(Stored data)
((

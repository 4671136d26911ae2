//! Partition assignment report.

use serde::Serialize;
use std::fmt;

use crate::layout::Partition;

/// Counters for one destination partition.
#[derive(Clone, Debug, Default, PartialEq, Eq, Serialize)]
pub struct PartitionCounts {
    /// Images assigned to this partition by the shuffle.
    pub assigned: usize,
    /// Image/annotation pairs copied.
    pub copied: usize,
    /// Images skipped because both files already existed at the destination.
    pub already_present: usize,
    /// Images copied without an annotation file.
    pub missing_annotation: usize,
    /// Images that failed to copy.
    pub failed: usize,
}

/// The result of one partition assignment run.
#[derive(Clone, Debug, Default, Serialize)]
pub struct SplitReport {
    pub seed: u64,
    pub train: PartitionCounts,
    pub val: PartitionCounts,
    pub test: PartitionCounts,
}

impl SplitReport {
    pub fn new(seed: u64) -> Self {
        Self {
            seed,
            ..Default::default()
        }
    }

    pub fn get(&self, partition: Partition) -> &PartitionCounts {
        match partition {
            Partition::Train => &self.train,
            Partition::Val => &self.val,
            Partition::Test => &self.test,
        }
    }

    pub fn get_mut(&mut self, partition: Partition) -> &mut PartitionCounts {
        match partition {
            Partition::Train => &mut self.train,
            Partition::Val => &mut self.val,
            Partition::Test => &mut self.test,
        }
    }

    /// Total images handed to the assigner.
    pub fn total_assigned(&self) -> usize {
        Partition::ALL.iter().map(|p| self.get(*p).assigned).sum()
    }
}

impl fmt::Display for SplitReport {
    fn fmt(&self, f: &mut fmt::Formatter<'_>) -> fmt::Result {
        writeln!(
            f,
            "Split: {} image(s) (seed {})",
            self.total_assigned(),
            self.seed
        )?;
        for partition in Partition::ALL {
            let counts = self.get(partition);
            write!(
                f,
                "  {:<5} assigned {:>5}, copied {:>5}, already present {:>5}",
                partition.as_str(),
                counts.assigned,
                counts.copied,
                counts.already_present
            )?;
            if counts.missing_annotation > 0 {
                write!(f, ", missing annotation {}", counts.missing_annotation)?;
            }
            if counts.failed > 0 {
                write!(f, ", failed {}", counts.failed)?;
            }
            writeln!(f)?;
        }
        Ok(())
    }
}
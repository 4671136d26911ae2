//! Annotation primitives shared by every pipeline stage.
//!
//! - [`record`]: normalized records and absolute pixel boxes
//! - [`codec`]: conversion between the two, and the text line format
//! - [`repair`]: clamp-then-discard validation
//! - [`schema`]: the class name ↔ index mapping
//!
//! # Example
//!
//! ```
//! use yolo_curate::annotation::{absolute_to_normalized, normalized_to_absolute, YoloRecord};
//!
//! let record = YoloRecord::new(0, 0.2, 0.5, 0.1, 0.1);
//! let bbox = normalized_to_absolute(&record, 640, 480);
//! assert_eq!((bbox.x1, bbox.x2), (96, 160));
//!
//! let back = absolute_to_normalized(&bbox, 640, 480);
//! assert!((back.x_center - 0.2).abs() < 1e-9);
//! ```

pub mod codec;
mod record;
mod repair;
mod schema;

pub use codec::{
    absolute_to_normalized, format_record, normalized_to_absolute, parse_record_line,
    parse_records, read_annotation_file, write_annotation_file,
};
pub use record::{AbsoluteBox, YoloRecord};
pub use repair::{clip_boxes, repair_record, repair_records};
pub use schema::ClassSchema;
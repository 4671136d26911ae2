use proptest::prelude::*;
use yolo_curate::annotation::repair_records;

mod proptest_helpers;

proptest! {
    #![proptest_config(proptest_helpers::proptest_config())]

    #[test]
    fn repair_is_idempotent(
        records in prop::collection::vec(proptest_helpers::arb_raw_record(), 0..20)
    ) {
        let once = repair_records(&records);
        let twice = repair_records(&once);
        prop_assert_eq!(once, twice);
    }

    #[test]
    fn repaired_fields_are_clamped(
        records in prop::collection::vec(proptest_helpers::arb_raw_record(), 0..20)
    ) {
        for record in repair_records(&records) {
            for value in [record.x_center, record.y_center, record.width, record.height] {
                prop_assert!((0.0..=1.0).contains(&value), "{:?}", record);
            }
        }
    }

    #[test]
    fn zero_extent_records_are_discarded(
        records in prop::collection::vec(proptest_helpers::arb_raw_record(), 0..20)
    ) {
        for record in repair_records(&records) {
            prop_assert!(record.width > 0.0 && record.height > 0.0, "{:?}", record);
        }
    }

    #[test]
    fn repair_preserves_order_and_duplicates(
        record in proptest_helpers::arb_inside_record(),
        copies in 1usize..5,
    ) {
        let records = vec![record; copies];
        prop_assert_eq!(repair_records(&records), records);
    }
}
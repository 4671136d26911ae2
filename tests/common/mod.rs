#![allow(dead_code)]

use std::fs;
use std::path::Path;

use image::{Rgb, RgbImage};

/// Write a small gradient image; the format follows the extension.
pub fn write_image(path: &Path, width: u32, height: u32) {
    if let Some(parent) = path.parent() {
        fs::create_dir_all(parent).expect("create parent dir");
    }
    RgbImage::from_fn(width, height, |x, y| {
        Rgb([(x % 256) as u8, (y % 256) as u8, ((x + y) % 256) as u8])
    })
    .save(path)
    .expect("write image file");
}

pub fn write_label(path: &Path, content: &str) {
    if let Some(parent) = path.parent() {
        fs::create_dir_all(parent).expect("create parent dir");
    }
    fs::write(path, content).expect("write label file");
}

pub fn write_detections(dir: &Path, stem: &str, json: &str) {
    fs::create_dir_all(dir).expect("create detections dir");
    fs::write(dir.join(format!("{stem}.json")), json).expect("write detections");
}

pub fn write_classes(path: &Path, names: &[&str]) {
    let mut yaml = String::from("names:\n");
    for name in names {
        yaml.push_str(&format!("  - {name}\n"));
    }
    fs::write(path, yaml).expect("write class schema");
}

/// Sorted file names directly inside `dir`; empty if it does not exist.
pub fn file_names(dir: &Path) -> Vec<String> {
    let Ok(entries) = fs::read_dir(dir) else {
        return Vec::new();
    };
    let mut names: Vec<String> = entries
        .map(|entry| {
            entry
                .expect("read dir entry")
                .file_name()
                .to_string_lossy()
                .to_string()
        })
        .collect();
    names.sort();
    names
}
//! Auto-labeling of raw images through an external detector.
//!
//! For each image without an annotation file, the detector is invoked once,
//! its class names are translated through the [`ClassSchema`], and the
//! surviving boxes are written as a normalized annotation file. Images for
//! which nothing usable remains are deleted from the input directory: an
//! image the detector cannot label is treated as noise rather than as a
//! negative example.

mod detector;
mod report;

pub use detector::{
    filter_by_confidence, CommandDetector, Detection, Detector, JsonDirDetector, CONFIDENCE_ENV,
};
pub use report::LabelReport;

use std::fs;
use std::path::{Path, PathBuf};

use log::{error, info, warn};

use crate::annotation::{
    absolute_to_normalized, clip_boxes, write_annotation_file, AbsoluteBox, ClassSchema,
    YoloRecord,
};
use crate::error::CurateError;
use crate::layout::{collect_images, file_stem, label_path_for};

/// What happened to a single image.
#[derive(Clone, Copy, Debug, PartialEq, Eq)]
pub enum LabelOutcome {
    /// A new annotation file was written.
    Written { objects: usize, dropped: usize },
    /// An annotation file already existed; the detector was not invoked.
    Skipped,
    /// No usable detection remained; the image was deleted.
    Removed { dropped: usize },
}

/// Labels images with a [`Detector`] and writes annotation files to
/// `labels_dir`.
pub struct AutoLabeler<'a, D: Detector> {
    detector: D,
    schema: &'a ClassSchema,
    labels_dir: PathBuf,
}

impl<'a, D: Detector> AutoLabeler<'a, D> {
    pub fn new(detector: D, schema: &'a ClassSchema, labels_dir: impl Into<PathBuf>) -> Self {
        Self {
            detector,
            schema,
            labels_dir: labels_dir.into(),
        }
    }

    pub fn labels_dir(&self) -> &Path {
        &self.labels_dir
    }

    /// Label one image.
    ///
    /// Unreadable images yield [`CurateError::UnreadableImage`] and detector
    /// failures yield [`CurateError::DetectionCapability`]; in both cases
    /// nothing is written or deleted.
    pub fn label(&self, image: &Path) -> Result<LabelOutcome, CurateError> {
        let stem = file_stem(image).ok_or_else(|| CurateError::UnreadableImage {
            path: image.to_path_buf(),
            message: "file name is not valid UTF-8".to_string(),
        })?;

        let label_path = label_path_for(&self.labels_dir, &stem);
        if label_path.exists() {
            return Ok(LabelOutcome::Skipped);
        }

        let (width, height) = read_image_dimensions(image)?;
        let detections = self.detector.detect(image)?;

        let mut boxes = Vec::with_capacity(detections.len());
        let mut dropped = 0usize;
        for detection in &detections {
            let Some(class_id) = self.schema.index_of(&detection.class_name) else {
                dropped += 1;
                continue;
            };
            let [x1, y1, x2, y2] = detection.bbox;
            boxes.push(AbsoluteBox::from_corners_f64(x1, y1, x2, y2, class_id));
        }

        let boxes = clip_boxes(&boxes, width, height);
        if boxes.is_empty() {
            fs::remove_file(image)?;
            return Ok(LabelOutcome::Removed { dropped });
        }

        let records: Vec<YoloRecord> = boxes
            .iter()
            .map(|b| absolute_to_normalized(b, width, height))
            .collect();
        write_annotation_file(&label_path, &records)?;

        Ok(LabelOutcome::Written {
            objects: records.len(),
            dropped,
        })
    }

    /// Label every image directly inside `input_dir`.
    ///
    /// Per-image failures are logged and counted; only a missing input
    /// directory or an uncreatable label directory is returned as an error.
    pub fn label_directory(&self, input_dir: &Path) -> Result<LabelReport, CurateError> {
        fs::create_dir_all(&self.labels_dir)?;
        let images = collect_images(input_dir)?;
        info!("Found {} image(s) in {}", images.len(), input_dir.display());

        let mut report = LabelReport {
            found: images.len(),
            ..Default::default()
        };

        for image in images {
            match self.label(&image) {
                Ok(LabelOutcome::Written { objects, dropped }) => {
                    info!("Labeled {} ({} object(s))", image.display(), objects);
                    report.written += 1;
                    report.objects_written += objects;
                    report.dropped_unknown_class += dropped;
                    report.labeled.push(image);
                }
                Ok(LabelOutcome::Skipped) => {
                    info!("Skipping already labeled {}", image.display());
                    report.skipped += 1;
                }
                Ok(LabelOutcome::Removed { dropped }) => {
                    info!("No usable detections in {}; removed", image.display());
                    report.removed += 1;
                    report.dropped_unknown_class += dropped;
                }
                Err(err @ CurateError::UnreadableImage { .. }) => {
                    warn!("{err}; skipping");
                    report.unreadable += 1;
                }
                Err(err @ CurateError::DetectionCapability { .. }) => {
                    error!("{err}");
                    report.detector_failed += 1;
                }
                Err(err) => {
                    error!("Failed to label {}: {err}", image.display());
                    report.failed += 1;
                }
            }
        }

        Ok(report)
    }
}

/// Read image dimensions from the file header.
pub fn read_image_dimensions(path: &Path) -> Result<(u32, u32), CurateError> {
    let size = imagesize::size(path).map_err(|err| CurateError::UnreadableImage {
        path: path.to_path_buf(),
        message: err.to_string(),
    })?;

    let width: u32 = size
        .width
        .try_into()
        .map_err(|_| CurateError::UnreadableImage {
            path: path.to_path_buf(),
            message: format!("image width {} does not fit in u32", size.width),
        })?;
    let height: u32 = size
        .height
        .try_into()
        .map_err(|_| CurateError::UnreadableImage {
            path: path.to_path_buf(),
            message: format!("image height {} does not fit in u32", size.height),
        })?;

    if width == 0 || height == 0 {
        return Err(CurateError::UnreadableImage {
            path: path.to_path_buf(),
            message: format!("invalid dimensions {width}x{height}"),
        });
    }

    Ok((width, height))
}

))

### Prompt
Which lines should be output? Exactly those from the first line of the data through the line containing "an annotation file.", inclusive.

### Answer to this exercise
repository 4671136d26911ae2
//! Partition assignment report.

use serde::Serialize;
use std::fmt;

use crate::layout::Partition;

/// Counters for one destination partition.
#[derive(Clone, Debug, Default, PartialEq, Eq, Serialize)]
pub struct PartitionCounts {
    /// Images assigned to this partition by the shuffle.
    pub assigned: usize,
    /// Image/annotation pairs copied.
    pub copied: usize,
    /// Images skipped because both files already existed at the destination.
    pub already_present: usize,
    /// Images copied without an annotation file.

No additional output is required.